PDA

View Full Version : SLES 11 SP3 Creating Cron Job to delete log files every 1 hour



mmoutaweh
23-Jun-2016, 07:07
Can any one help me how to create a cron job to permanently delete log files every 60 min?

I have done the below to schedule a cron job that runs daily:




I created the following file in /etc/cron.daily/

--begin--
#!/bin/sh

rm /usr/sap/NDB/HDB00/backup/log/*.*

exit 0
---end---

and set DAILY_TIME="10:00" to run the script.

I also restarted the cron by using "rccron restart".




How can we set this to work on hourly basis and how to make this start running directly as I was told that the above will need around two days to start executing?


I am still new user for SUSE and Linux, please advise.

Kind Regards,
Marwa

jmozdzen
23-Jun-2016, 09:50
Hi Marwa,

> How can we set this to work on hourly basis

as the name implies, scripts in /etc/cron.daily are run once a day.

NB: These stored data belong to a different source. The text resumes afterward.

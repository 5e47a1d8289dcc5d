//! Report generation port.

use std::path::Path;

use crate::domain::engine::BacktestResult;
use crate::domain::error::SibylError;

/// Port for writing backtest artifacts (equity curve, trade log) for
/// report and dashboard consumers.
pub trait ReportPort {
    fn write(&self, result: &BacktestResult, output_dir: &Path) -> Result<(), SibylError>;
}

The scheduling is done by a helper script (/usr/lib/cron/run-crons), which is intended as a utility to schedule scripts more easily if run once per {hourly,daily,weekly,monthly} - see "ls -ld /etc/cron.*".

Hence you should move your script to /etc/cron.hourly and make sure your script is executable (chmod 755 /etc/cron.hourly/yourscript).

Another hint, as you're new to Linux: /bin/sh is a compatibility mode of a shell, which limits the available features when compared to nowadays' standard shell - /bin/bash.

Regards,
J

smflood
23-Jun-2016, 10:47
On 23/06/16 07:14, mmoutaweh wrote:

> Can any one help me how to create a cron job to permanently delete log
> files every 60 min?
>
> I have done the below to schedule a cron job that runs daily:
>
> I created the following file in /etc/cron.daily/
>
> --begin--
> #!/bin/sh
>
> rm /usr/sap/NDB/HDB00/backup/log/*.*
>
> exit 0
> ---end---
>
> and set DAILY_TIME="10:00" to run the script.

In your original thread in the SLED Forums you wanted to run a script
daily hence my advice to create a file in /etc/cron.daily - as jmozden
has already advised for hourly you should move the file to /etc/cron.hourly.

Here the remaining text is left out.